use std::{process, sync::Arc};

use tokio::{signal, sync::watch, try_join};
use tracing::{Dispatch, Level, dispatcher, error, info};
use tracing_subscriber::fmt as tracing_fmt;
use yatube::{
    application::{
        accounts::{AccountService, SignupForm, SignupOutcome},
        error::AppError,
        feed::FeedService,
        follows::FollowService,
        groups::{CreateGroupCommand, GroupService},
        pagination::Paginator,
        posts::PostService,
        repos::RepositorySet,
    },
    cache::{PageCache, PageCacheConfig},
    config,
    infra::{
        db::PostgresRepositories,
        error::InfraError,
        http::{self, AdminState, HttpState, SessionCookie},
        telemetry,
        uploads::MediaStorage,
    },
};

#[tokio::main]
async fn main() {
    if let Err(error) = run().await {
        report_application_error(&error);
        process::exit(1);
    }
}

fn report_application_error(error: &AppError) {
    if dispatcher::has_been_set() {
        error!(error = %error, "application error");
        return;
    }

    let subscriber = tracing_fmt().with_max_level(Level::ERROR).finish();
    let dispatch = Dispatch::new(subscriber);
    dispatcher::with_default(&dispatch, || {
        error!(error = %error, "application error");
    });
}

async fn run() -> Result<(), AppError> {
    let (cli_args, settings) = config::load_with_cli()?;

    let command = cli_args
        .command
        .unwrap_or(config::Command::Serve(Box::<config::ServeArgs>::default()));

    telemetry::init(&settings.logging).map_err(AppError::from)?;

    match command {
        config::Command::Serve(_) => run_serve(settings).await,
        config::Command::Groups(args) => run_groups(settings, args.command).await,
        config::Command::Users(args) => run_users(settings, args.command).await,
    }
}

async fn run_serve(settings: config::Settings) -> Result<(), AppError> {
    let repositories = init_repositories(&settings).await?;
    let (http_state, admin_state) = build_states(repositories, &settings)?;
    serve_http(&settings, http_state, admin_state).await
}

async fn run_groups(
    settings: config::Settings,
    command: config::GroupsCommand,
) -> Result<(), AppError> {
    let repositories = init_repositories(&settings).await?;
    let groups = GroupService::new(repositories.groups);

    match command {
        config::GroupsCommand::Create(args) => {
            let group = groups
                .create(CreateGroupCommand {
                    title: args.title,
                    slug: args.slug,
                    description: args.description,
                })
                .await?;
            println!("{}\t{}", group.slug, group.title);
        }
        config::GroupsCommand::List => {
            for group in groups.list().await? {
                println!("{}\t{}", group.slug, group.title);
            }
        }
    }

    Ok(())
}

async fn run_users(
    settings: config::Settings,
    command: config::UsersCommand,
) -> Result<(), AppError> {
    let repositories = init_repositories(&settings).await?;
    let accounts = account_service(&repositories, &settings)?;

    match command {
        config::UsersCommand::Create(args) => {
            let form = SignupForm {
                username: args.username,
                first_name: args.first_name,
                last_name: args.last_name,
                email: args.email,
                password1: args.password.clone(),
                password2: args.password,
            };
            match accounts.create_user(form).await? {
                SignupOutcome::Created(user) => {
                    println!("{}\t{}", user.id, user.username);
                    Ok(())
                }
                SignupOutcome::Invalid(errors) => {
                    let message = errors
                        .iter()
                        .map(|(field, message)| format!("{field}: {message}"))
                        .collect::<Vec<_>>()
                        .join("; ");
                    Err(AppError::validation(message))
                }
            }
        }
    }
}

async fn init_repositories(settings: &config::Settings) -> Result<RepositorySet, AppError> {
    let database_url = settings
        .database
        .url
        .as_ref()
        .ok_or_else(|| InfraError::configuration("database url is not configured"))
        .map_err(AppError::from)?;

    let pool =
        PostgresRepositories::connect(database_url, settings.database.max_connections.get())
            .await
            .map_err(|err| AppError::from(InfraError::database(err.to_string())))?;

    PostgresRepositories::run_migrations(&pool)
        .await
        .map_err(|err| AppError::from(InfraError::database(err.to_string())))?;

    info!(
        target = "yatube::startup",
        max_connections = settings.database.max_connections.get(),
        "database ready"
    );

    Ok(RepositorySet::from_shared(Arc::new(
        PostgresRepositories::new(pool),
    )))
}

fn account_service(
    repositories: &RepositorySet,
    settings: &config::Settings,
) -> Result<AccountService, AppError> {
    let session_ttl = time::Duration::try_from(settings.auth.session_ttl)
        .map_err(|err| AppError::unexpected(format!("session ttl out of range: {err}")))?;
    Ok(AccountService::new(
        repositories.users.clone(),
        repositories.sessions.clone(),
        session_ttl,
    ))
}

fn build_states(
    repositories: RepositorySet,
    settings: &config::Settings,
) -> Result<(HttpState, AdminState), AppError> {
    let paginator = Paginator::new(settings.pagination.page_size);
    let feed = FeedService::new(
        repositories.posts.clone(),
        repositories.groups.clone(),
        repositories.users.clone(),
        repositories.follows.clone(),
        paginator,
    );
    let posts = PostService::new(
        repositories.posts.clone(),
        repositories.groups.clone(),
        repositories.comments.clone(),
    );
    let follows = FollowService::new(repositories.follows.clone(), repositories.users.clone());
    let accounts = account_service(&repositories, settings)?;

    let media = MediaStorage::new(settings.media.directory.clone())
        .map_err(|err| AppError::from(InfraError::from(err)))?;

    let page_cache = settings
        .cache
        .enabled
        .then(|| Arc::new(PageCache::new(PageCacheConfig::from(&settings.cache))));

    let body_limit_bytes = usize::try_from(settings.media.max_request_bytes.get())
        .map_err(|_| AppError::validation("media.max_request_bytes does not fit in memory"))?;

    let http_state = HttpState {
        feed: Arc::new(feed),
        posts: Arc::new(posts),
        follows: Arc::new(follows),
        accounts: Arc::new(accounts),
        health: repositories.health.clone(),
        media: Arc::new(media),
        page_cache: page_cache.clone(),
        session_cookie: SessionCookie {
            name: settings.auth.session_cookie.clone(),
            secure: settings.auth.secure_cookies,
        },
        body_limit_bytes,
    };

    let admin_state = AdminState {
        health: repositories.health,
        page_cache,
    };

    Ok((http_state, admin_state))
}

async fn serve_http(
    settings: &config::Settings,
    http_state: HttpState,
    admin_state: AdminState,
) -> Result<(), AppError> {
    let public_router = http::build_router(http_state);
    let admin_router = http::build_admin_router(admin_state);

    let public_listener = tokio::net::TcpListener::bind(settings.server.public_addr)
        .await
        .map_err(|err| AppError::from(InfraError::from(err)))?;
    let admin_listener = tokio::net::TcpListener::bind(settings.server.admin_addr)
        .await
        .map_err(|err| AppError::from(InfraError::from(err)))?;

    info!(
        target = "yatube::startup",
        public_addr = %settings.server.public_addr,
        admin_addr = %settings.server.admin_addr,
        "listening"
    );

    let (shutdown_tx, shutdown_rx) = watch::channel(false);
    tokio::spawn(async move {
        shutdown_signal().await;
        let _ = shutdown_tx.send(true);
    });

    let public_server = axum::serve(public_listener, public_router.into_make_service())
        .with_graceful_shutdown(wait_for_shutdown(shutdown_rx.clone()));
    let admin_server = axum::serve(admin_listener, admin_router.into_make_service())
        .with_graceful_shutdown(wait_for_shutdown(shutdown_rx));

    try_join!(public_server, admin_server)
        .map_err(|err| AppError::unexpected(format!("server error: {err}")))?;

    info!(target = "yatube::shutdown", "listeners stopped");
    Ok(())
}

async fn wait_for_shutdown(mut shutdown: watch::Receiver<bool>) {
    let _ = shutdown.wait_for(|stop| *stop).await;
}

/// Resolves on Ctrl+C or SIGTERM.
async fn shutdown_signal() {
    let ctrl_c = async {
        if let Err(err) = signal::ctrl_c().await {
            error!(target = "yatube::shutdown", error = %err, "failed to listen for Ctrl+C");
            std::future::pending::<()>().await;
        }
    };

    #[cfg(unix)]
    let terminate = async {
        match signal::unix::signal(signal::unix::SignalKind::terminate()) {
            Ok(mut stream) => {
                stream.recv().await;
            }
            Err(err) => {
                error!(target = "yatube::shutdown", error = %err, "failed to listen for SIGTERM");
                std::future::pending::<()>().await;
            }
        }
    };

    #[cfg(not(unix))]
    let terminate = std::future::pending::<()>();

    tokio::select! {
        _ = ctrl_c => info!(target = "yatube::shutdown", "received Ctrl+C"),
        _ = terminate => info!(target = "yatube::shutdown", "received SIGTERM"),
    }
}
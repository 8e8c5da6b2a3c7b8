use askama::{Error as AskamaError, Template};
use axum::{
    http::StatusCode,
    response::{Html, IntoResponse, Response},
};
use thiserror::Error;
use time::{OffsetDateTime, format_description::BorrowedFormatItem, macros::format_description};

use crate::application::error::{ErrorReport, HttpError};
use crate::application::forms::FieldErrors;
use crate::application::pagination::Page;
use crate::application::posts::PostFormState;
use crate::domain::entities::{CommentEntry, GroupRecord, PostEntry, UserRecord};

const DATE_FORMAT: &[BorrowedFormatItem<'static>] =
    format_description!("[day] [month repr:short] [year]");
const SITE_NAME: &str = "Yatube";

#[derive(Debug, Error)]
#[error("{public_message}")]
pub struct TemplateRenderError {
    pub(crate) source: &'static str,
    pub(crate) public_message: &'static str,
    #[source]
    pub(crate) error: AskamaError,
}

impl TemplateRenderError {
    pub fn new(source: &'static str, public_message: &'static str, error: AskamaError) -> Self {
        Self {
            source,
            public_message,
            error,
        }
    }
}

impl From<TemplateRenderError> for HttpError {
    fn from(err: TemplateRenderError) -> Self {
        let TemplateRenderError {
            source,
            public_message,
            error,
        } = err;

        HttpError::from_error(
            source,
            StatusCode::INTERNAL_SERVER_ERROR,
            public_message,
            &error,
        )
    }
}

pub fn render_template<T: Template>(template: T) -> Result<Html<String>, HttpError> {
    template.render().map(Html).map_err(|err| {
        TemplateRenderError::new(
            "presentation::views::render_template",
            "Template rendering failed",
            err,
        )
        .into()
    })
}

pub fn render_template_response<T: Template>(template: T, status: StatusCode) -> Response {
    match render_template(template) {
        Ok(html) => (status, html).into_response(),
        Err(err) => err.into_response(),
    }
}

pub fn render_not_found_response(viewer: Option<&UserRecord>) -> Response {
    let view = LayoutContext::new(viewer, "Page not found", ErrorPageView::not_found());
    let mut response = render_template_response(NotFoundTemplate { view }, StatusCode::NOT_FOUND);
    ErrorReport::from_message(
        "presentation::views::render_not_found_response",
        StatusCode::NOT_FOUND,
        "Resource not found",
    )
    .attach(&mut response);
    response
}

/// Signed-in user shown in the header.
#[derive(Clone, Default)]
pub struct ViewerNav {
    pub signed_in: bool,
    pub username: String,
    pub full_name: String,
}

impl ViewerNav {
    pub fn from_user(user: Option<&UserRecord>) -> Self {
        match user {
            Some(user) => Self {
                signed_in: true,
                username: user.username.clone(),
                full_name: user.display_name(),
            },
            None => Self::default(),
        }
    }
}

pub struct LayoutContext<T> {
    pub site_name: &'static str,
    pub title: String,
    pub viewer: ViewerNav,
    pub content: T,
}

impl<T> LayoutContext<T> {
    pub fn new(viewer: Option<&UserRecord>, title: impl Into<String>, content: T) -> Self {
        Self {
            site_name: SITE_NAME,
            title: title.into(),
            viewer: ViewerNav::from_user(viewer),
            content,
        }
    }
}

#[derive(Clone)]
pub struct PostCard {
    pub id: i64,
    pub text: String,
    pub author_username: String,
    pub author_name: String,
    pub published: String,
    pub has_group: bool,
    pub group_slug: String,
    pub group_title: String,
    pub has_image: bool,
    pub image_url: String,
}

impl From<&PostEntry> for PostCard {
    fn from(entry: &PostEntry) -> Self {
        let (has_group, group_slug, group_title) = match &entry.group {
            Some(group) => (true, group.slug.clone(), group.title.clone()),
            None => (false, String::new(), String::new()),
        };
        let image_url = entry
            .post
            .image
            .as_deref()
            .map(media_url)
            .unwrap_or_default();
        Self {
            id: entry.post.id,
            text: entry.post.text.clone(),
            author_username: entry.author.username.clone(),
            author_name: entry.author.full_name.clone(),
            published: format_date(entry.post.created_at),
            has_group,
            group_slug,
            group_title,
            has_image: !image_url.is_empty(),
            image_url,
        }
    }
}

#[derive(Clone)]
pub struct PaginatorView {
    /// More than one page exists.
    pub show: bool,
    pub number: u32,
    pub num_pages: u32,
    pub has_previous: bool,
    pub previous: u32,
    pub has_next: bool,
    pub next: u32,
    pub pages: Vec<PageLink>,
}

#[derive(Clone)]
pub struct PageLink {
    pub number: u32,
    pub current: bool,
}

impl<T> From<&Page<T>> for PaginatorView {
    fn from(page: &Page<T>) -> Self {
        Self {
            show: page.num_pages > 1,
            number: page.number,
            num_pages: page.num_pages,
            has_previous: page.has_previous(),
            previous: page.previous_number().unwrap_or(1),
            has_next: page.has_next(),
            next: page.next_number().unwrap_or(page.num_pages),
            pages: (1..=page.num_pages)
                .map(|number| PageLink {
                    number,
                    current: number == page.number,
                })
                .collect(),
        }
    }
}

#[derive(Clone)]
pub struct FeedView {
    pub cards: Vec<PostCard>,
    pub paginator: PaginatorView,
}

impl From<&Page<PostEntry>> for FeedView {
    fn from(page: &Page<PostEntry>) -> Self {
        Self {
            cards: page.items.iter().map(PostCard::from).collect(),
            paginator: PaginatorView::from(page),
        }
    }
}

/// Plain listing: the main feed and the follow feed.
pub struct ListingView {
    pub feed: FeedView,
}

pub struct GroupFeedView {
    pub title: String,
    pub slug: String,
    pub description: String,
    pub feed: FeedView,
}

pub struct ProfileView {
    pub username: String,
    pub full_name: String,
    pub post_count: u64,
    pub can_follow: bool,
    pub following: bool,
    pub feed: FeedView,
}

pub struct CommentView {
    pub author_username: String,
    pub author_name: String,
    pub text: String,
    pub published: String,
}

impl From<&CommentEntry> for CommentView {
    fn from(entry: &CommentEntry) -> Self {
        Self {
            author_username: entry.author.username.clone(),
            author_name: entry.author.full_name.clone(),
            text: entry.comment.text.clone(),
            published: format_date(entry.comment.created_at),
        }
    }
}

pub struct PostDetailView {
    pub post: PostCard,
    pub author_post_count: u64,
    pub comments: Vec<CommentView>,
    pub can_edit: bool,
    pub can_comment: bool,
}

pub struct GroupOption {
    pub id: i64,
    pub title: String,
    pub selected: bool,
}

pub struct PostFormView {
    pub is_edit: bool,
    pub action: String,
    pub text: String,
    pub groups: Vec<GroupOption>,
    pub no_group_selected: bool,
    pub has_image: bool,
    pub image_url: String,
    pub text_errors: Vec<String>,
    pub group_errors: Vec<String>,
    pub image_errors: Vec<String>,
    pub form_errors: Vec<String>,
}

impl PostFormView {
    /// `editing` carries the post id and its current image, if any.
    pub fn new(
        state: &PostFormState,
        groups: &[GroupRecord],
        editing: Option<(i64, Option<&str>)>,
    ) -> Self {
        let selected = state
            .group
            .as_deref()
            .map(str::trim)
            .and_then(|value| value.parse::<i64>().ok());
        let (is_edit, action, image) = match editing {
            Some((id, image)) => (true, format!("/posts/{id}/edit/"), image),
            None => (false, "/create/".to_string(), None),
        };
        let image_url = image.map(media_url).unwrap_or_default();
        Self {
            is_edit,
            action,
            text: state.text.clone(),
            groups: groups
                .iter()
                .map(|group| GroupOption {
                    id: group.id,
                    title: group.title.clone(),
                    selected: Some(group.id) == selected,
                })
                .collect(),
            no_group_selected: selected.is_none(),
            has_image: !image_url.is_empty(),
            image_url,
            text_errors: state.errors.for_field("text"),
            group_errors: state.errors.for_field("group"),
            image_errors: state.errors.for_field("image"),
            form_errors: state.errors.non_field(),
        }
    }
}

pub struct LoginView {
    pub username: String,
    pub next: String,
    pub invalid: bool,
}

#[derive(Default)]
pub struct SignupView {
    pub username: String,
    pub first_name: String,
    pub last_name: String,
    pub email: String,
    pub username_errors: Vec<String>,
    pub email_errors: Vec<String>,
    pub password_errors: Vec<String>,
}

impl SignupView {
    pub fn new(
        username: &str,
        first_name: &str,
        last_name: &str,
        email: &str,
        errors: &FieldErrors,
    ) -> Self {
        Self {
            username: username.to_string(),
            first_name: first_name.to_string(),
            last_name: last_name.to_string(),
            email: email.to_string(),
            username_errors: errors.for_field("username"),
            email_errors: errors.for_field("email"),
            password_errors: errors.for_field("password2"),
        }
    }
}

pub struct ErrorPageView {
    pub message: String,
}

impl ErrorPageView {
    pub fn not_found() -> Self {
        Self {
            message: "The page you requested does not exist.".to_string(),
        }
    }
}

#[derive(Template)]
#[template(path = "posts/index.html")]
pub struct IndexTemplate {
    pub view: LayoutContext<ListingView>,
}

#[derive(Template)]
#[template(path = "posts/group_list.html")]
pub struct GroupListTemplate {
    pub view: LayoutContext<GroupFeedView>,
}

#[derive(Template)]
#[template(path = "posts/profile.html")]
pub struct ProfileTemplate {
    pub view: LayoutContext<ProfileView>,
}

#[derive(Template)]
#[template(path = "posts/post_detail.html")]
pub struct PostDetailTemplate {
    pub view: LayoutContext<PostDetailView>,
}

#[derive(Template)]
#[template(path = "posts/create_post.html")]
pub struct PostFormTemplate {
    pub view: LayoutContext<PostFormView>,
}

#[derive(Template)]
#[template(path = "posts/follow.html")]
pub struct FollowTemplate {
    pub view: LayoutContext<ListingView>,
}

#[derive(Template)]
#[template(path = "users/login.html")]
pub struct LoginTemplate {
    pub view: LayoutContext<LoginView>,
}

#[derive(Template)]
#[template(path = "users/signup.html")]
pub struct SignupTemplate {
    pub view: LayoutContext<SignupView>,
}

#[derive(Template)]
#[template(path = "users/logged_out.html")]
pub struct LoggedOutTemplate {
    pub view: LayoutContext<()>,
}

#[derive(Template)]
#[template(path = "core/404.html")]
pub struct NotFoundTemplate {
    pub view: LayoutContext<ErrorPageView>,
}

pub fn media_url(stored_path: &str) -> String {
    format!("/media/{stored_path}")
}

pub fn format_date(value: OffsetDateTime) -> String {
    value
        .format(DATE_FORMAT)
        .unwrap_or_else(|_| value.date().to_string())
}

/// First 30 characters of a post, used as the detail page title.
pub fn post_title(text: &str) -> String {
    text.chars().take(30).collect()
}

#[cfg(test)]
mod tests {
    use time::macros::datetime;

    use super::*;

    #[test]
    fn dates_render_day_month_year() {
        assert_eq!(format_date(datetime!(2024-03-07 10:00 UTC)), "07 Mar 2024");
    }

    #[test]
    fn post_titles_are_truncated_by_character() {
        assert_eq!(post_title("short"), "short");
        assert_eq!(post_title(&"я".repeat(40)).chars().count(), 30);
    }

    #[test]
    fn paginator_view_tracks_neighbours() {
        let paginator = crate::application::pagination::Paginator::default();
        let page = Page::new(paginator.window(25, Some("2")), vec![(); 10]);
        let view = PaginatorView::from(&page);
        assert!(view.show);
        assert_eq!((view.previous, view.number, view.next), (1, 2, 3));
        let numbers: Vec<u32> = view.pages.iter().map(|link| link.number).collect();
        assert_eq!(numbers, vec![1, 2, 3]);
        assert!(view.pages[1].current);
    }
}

################

◆ **Your goal**: If a line above holds the string "dispatcher", copy it out.

◆ **Problem solution**:
use tracing::{Dispatch, Level, dispatcher, error, info};
    if dispatcher::has_been_set() {
    dispatcher::with_default(&dispatch, || {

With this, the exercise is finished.